§ Exercise prompt
The full set of entries needs to be reproduced exactly.

§ Data for processing
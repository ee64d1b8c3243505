use std::str::FromStr;

use ulid::Ulid;

use crate::limits::*;
use crate::model::*;
use crate::storage::{BookingStore, StoreError};

use super::error::{BookingError, ConflictKind};

/// Which boundary rule decides that two stays on a unit collide.
#[derive(Debug, Clone, Copy, PartialEq, Eq, Default)]
pub enum OverlapPolicy {
    /// Closed interval: a checkout day touching another check-in conflicts.
    #[default]
    Inclusive,
    /// Half-open interval: the checkout day is free for the next guest.
    CheckoutDayFree,
}

impl OverlapPolicy {
    pub fn conflicts(self, a: &Stay, b: &Stay) -> bool {
        match self {
            OverlapPolicy::Inclusive => a.overlaps(b),
            OverlapPolicy::CheckoutDayFree => a.overlaps_nights(b),
        }
    }
}

impl FromStr for OverlapPolicy {
    type Err = String;

    fn from_str(s: &str) -> Result<Self, Self::Err> {
        match s.trim().to_ascii_lowercase().as_str() {
            "inclusive" => Ok(OverlapPolicy::Inclusive),
            "checkout-day-free" | "checkout_day_free" => Ok(OverlapPolicy::CheckoutDayFree),
            other => Err(format!("unknown overlap policy: {other}")),
        }
    }
}

#[derive(Debug, Clone, Copy, PartialEq, Eq)]
pub enum Outcome {
    Admitted,
    Rejected(ConflictKind),
}

/// Turn a raw request into a `Proposal`, or say what is wrong with it.
pub fn validate_request(req: &BookingRequest) -> Result<Proposal, BookingError> {
    if req.guest_name.is_empty() {
        return Err(BookingError::InvalidInput("guestName must not be empty"));
    }
    if req.guest_name.len() > MAX_GUEST_NAME_LEN {
        return Err(BookingError::InvalidInput("guestName too long"));
    }
    if req.unit_id.is_empty() {
        return Err(BookingError::InvalidInput("unitID must not be empty"));
    }
    if req.unit_id.len() > MAX_UNIT_ID_LEN {
        return Err(BookingError::InvalidInput("unitID too long"));
    }
    if req.number_of_nights <= 0 {
        return Err(BookingError::InvalidInput("numberOfNights must be positive"));
    }
    if req.number_of_nights > MAX_NIGHTS {
        return Err(BookingError::InvalidInput("numberOfNights too large"));
    }
    let check_in = parse_check_in(&req.check_in_date)
        .ok_or(BookingError::InvalidInput("checkInDate is not a valid date"))?;
    let stay = Stay::new(check_in, req.number_of_nights as u32)
        .ok_or(BookingError::InvalidInput("check-out date out of range"))?;

    Ok(Proposal {
        guest_name: req.guest_name.clone(),
        unit_id: req.unit_id.clone(),
        stay,
    })
}

/// Admissibility of a brand-new booking. First failing check wins:
/// duplicate guest/unit pair, then guest already booked anywhere, then unit
/// occupied.
pub async fn evaluate_new_booking<S: BookingStore + ?Sized>(
    store: &S,
    proposal: &Proposal,
    policy: OverlapPolicy,
) -> Result<Outcome, StoreError> {
    let same_pair = store
        .find_by_guest_and_unit(&proposal.guest_name, &proposal.unit_id)
        .await?;
    if !same_pair.is_empty() {
        return Ok(Outcome::Rejected(ConflictKind::DuplicateGuestUnit));
    }

    let same_guest = store.find_by_guest(&proposal.guest_name).await?;
    if !same_guest.is_empty() {
        return Ok(Outcome::Rejected(ConflictKind::GuestAlreadyBooked));
    }

    unit_availability(store, proposal, None, policy).await
}

/// Admissibility of an extension of `extending`: only unit availability,
/// with the extended booking left out of the comparison.
pub async fn evaluate_extension<S: BookingStore + ?Sized>(
    store: &S,
    proposal: &Proposal,
    extending: Ulid,
    policy: OverlapPolicy,
) -> Result<Outcome, StoreError> {
    unit_availability(store, proposal, Some(extending), policy).await
}

async fn unit_availability<S: BookingStore + ?Sized>(
    store: &S,
    proposal: &Proposal,
    exclude: Option<Ulid>,
    policy: OverlapPolicy,
) -> Result<Outcome, StoreError> {
    let candidates = store
        .find_by_unit_overlapping(&proposal.unit_id, &proposal.stay, exclude)
        .await?;
    let occupied = candidates
        .iter()
        .any(|b| policy.conflicts(&b.stay(), &proposal.stay));
    if occupied {
        return Ok(Outcome::Rejected(ConflictKind::UnitOccupied));
    }
    Ok(Outcome::Admitted)
}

§ Exercise solution
repository ee64d1b8c3243505
use std::str::FromStr;

use ulid::Ulid;

use crate::limits::*;
use crate::model::*;
use crate::storage::{BookingStore, StoreError};

use super::error::{BookingError, ConflictKind};

/// Which boundary rule decides that two stays on a unit collide.
#[derive(Debug, Clone, Copy, PartialEq, Eq, Default)]
pub enum OverlapPolicy {
    /// Closed interval: a checkout day touching another check-in conflicts.
    #[default]
    Inclusive,
    /// Half-open interval: the checkout day is free for the next guest.
    CheckoutDayFree,
}

impl OverlapPolicy {
    pub fn conflicts(self, a: &Stay, b: &Stay) -> bool {
        match self {
            OverlapPolicy::Inclusive => a.overlaps(b),
            OverlapPolicy::CheckoutDayFree => a.overlaps_nights(b),
        }
    }
}

impl FromStr for OverlapPolicy {
    type Err = String;

    fn from_str(s: &str) -> Result<Self, Self::Err> {
        match s.trim().to_ascii_lowercase().as_str() {
            "inclusive" => Ok(OverlapPolicy::Inclusive),
            "checkout-day-free" | "checkout_day_free" => Ok(OverlapPolicy::CheckoutDayFree),
            other => Err(format!("unknown overlap policy: {other}")),
        }
    }
}

#[derive(Debug, Clone, Copy, PartialEq, Eq)]
pub enum Outcome {
    Admitted,
    Rejected(ConflictKind),
}

/// Turn a raw request into a `Proposal`, or say what is wrong with it.
pub fn validate_request(req: &BookingRequest) -> Result<Proposal, BookingError> {
    if req.guest_name.is_empty() {
        return Err(BookingError::InvalidInput("guestName must not be empty"));
    }
    if req.guest_name.len() > MAX_GUEST_NAME_LEN {
        return Err(BookingError::InvalidInput("guestName too long"));
    }
    if req.unit_id.is_empty() {
        return Err(BookingError::InvalidInput("unitID must not be empty"));
    }
    if req.unit_id.len() > MAX_UNIT_ID_LEN {
        return Err(BookingError::InvalidInput("unitID too long"));
    }
    if req.number_of_nights <= 0 {
        return Err(BookingError::InvalidInput("numberOfNights must be positive"));
    }
    if req.number_of_nights > MAX_NIGHTS {
        return Err(BookingError::InvalidInput("numberOfNights too large"));
    }
    let check_in = parse_check_in(&req.check_in_date)
        .ok_or(BookingError::InvalidInput("checkInDate is not a valid date"))?;
    let stay = Stay::new(check_in, req.number_of_nights as u32)
        .ok_or(BookingError::InvalidInput("check-out date out of range"))?;

    Ok(Proposal {
        guest_name: req.guest_name.clone(),
        unit_id: req.unit_id.clone(),
        stay,
    })
}

/// Admissibility of a brand-new booking. First failing check wins:
/// duplicate guest/unit pair, then guest already booked anywhere, then unit
/// occupied.
pub async fn evaluate_new_booking<S: BookingStore + ?Sized>(
    store: &S,
    proposal: &Proposal,
    policy: OverlapPolicy,
) -> Result<Outcome, StoreError> {
    let same_pair = store
        .find_by_guest_and_unit(&proposal.guest_name, &proposal.unit_id)
        .await?;
    if !same_pair.is_empty() {
        return Ok(Outcome::Rejected(ConflictKind::DuplicateGuestUnit));
    }

    let same_guest = store.find_by_guest(&proposal.guest_name).await?;
    if !same_guest.is_empty() {
        return Ok(Outcome::Rejected(ConflictKind::GuestAlreadyBooked));
    }

    unit_availability(store, proposal, None, policy).await
}

/// Admissibility of an extension of `extending`: only unit availability,
/// with the extended booking left out of the comparison.
pub async fn evaluate_extension<S: BookingStore + ?Sized>(
    store: &S,
    proposal: &Proposal,
    extending: Ulid,
    policy: OverlapPolicy,
) -> Result<Outcome, StoreError> {
    unit_availability(store, proposal, Some(extending), policy).await
}

async fn unit_availability<S: BookingStore + ?Sized>(
    store: &S,
    proposal: &Proposal,
    exclude: Option<Ulid>,
    policy: OverlapPolicy,
) -> Result<Outcome, StoreError> {
    let candidates = store
        .find_by_unit_overlapping(&proposal.unit_id, &proposal.stay, exclude)
        .await?;
    let occupied = candidates
        .iter()
        .any(|b| policy.conflicts(&b.stay(), &proposal.stay));
    if occupied {
        return Ok(Outcome::Rejected(ConflictKind::UnitOccupied));
    }
    Ok(Outcome::Admitted)
}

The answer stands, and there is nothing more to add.